Fall travel dates are set, with prices laid out on the Rick Steves’ Europe website: a seven-day Paris tour for Thanksgiving, or ten days in Italy moving from Venice to Rome. But wannabe travelers are merely signing up on waiting lists (or “wish lists,” as Steves calls them), not laying down cash; those fall trips may not happen. So far there are almost 18,000 people who’ve expressed interest.

By the end of May, Steves thinks he’ll be actually selling spots for 2022 departures. He’s even planning ones earlier than usual, in February and March of next year. “We’re just all so excited to get back,” he says. He will only run the 2021 trips if travel restrictions lift quickly, but he says “by spring of 2022, I think the travel experience is going to be essentially the same.” (However, on a recent blog post Steves admitted that some masking, social distancing, and other restrictions could remain.)

By spring of 2022, I think the travel experience is going to be essentially the same.

Europe, of course, won’t be exactly the same. Steves worries about the mom-and-pop establishments he likes to include on Rick Steves’ Europe tours, the little eight-table restaurants and small guest houses. “It’s going to be sad to go back to Europe and not see a lot of our favorite little companies,” he muses, knowing many couldn’t weather a year off as he could. He’d like to require vaccinations for all customers, but expects to merely follow whatever guidelines Europe institutes for foreigners. Formal rules have yet to be solidified, but on Wednesday the European Union endorsed a plan to let vaccinated visitors return.

Steves was blasé about staying home for a year, even though it was his longest break from traveling since boyhood. Even as his Rick Steves’ Europe show airs reruns on the local PBS station, he has been creating new virtual travel classes that include advice, history, and anecdotes. A new two-hour wrap-up special, “Rick Steves Europe Awaits,” airs June 7.

He’s eager to get on the road again just like everyone else, but doesn’t foresee that Americans will retake to the globe with a particularly new attitude. The privileged bubbles of Europe and the U.S. will be the first to exchange tourists, he thinks, and pent-up demand will mean a crush of them; we’ve seen smaller versions of that after natural disasters like earthquakes.

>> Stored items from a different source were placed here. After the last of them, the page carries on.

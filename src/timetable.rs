use crate::profile::Attachments;
use crate::time_format::time_of_day;
use chrono::NaiveTime;
use serde::{Deserialize, Serialize};
use std::collections::BTreeMap;

/// A teaching slot. The subject is a default that a curriculum may override.
#[derive(Debug, Clone, PartialEq, Serialize, Deserialize)]
#[serde(rename_all = "camelCase")]
pub struct LessonLayout {
    #[serde(with = "time_of_day")]
    pub start_time: NaiveTime,
    #[serde(with = "time_of_day")]
    pub end_time: NaiveTime,
    #[serde(default)]
    pub subject_id: String,
    /// Only shown in its own position when the time fits, instead of alongside the lessons.
    #[serde(default, rename = "noDisplayedSeparately", alias = "noDisplaySeparately")]
    pub no_display_separately: bool,
    #[serde(default, skip_serializing_if = "Attachments::is_empty")]
    pub attach: Attachments,
}

#[derive(Debug, Clone, PartialEq, Serialize, Deserialize)]
#[serde(rename_all = "camelCase")]
pub struct BreakLayout {
    #[serde(with = "time_of_day")]
    pub start_time: NaiveTime,
    #[serde(with = "time_of_day")]
    pub end_time: NaiveTime,
    #[serde(default)]
    pub break_name: String,
    #[serde(default)]
    pub break_short_name: String,
    #[serde(default, rename = "noDisplayedSeparately", alias = "noDisplaySeparately")]
    pub no_display_separately: bool,
    #[serde(default, skip_serializing_if = "Attachments::is_empty")]
    pub attach: Attachments,
}

/// Visual marker; it has a start but no end.
#[derive(Debug, Clone, PartialEq, Serialize, Deserialize)]
#[serde(rename_all = "camelCase")]
pub struct DividingLineLayout {
    #[serde(with = "time_of_day")]
    pub start_time: NaiveTime,
    #[serde(default, skip_serializing_if = "Attachments::is_empty")]
    pub attach: Attachments,
}

#[derive(Debug, Clone, PartialEq, Serialize, Deserialize)]
#[serde(tag = "type", rename_all = "camelCase")]
pub enum TimetableLayout {
    Lesson(LessonLayout),
    Break(BreakLayout),
    DividingLine(DividingLineLayout),
}

impl TimetableLayout {
    pub fn lesson(start: NaiveTime, end: NaiveTime, subject_id: impl Into<String>) -> Self {
        TimetableLayout::Lesson(LessonLayout {
            start_time: start,
            end_time: end,
            subject_id: subject_id.into(),
            no_display_separately: false,
            attach: Attachments::new(),
        })
    }

    pub fn break_time(
        start: NaiveTime,
        end: NaiveTime,
        name: impl Into<String>,
        short_name: impl Into<String>,
    ) -> Self {
        TimetableLayout::Break(BreakLayout {
            start_time: start,
            end_time: end,
            break_name: name.into(),
            break_short_name: short_name.into(),
            no_display_separately: false,
            attach: Attachments::new(),
        })
    }

    pub fn dividing_line(start: NaiveTime) -> Self {
        TimetableLayout::DividingLine(DividingLineLayout {
            start_time: start,
            attach: Attachments::new(),
        })
    }

    pub fn start_time(&self) -> NaiveTime {
        match self {
            TimetableLayout::Lesson(layout) => layout.start_time,
            TimetableLayout::Break(layout) => layout.start_time,
            TimetableLayout::DividingLine(layout) => layout.start_time,
        }
    }

    pub fn end_time(&self) -> Option<NaiveTime> {
        match self {
            TimetableLayout::Lesson(layout) => Some(layout.end_time),
            TimetableLayout::Break(layout) => Some(layout.end_time),
            TimetableLayout::DividingLine(_) => None,
        }
    }

    pub fn kind(&self) -> &'static str {
        match self {
            TimetableLayout::Lesson(_) => "lesson",
            TimetableLayout::Break(_) => "break",
            TimetableLayout::DividingLine(_) => "dividingLine",
        }
    }
}

/// Reusable time-slot template, independent of what is taught in each slot.
#[derive(Debug, Clone, PartialEq, Default, Serialize, Deserialize)]
#[serde(rename_all = "camelCase")]
pub struct Timetable {
    pub name: String,
    #[serde(default)]
    pub layouts: BTreeMap<String, TimetableLayout>,
    #[serde(default, skip_serializing_if = "Attachments::is_empty")]
    pub attach: Attachments,
}

impl Timetable {
    pub fn new(name: impl Into<String>) -> Self {
        Self {
            name: name.into(),
            ..Self::default()
        }
    }

    pub fn with_layout(mut self, layout_id: impl Into<String>, layout: TimetableLayout) -> Self {
        self.layouts.insert(layout_id.into(), layout);
        self
    }

    pub fn lesson_ids(&self) -> impl Iterator<Item = &str> {
        self.layouts.iter().filter_map(|(id, layout)| match layout {
            TimetableLayout::Lesson(_) => Some(id.as_str()),
            _ => None,
        })
    }
}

But after 40 years in the industry, Steves is still optimistic at how pleasure travel can lead to a better understanding of how dependent we are on each other. Future crises will be solved by “good governance and embracing science and nations working together,” he says. “When we travel, we gain a better appreciation of each other and empathy for each other”—and maybe how meaningless borders can be. “Solutions to problems like [the pandemic] cannot be win-lose. It’s got to be win-win.”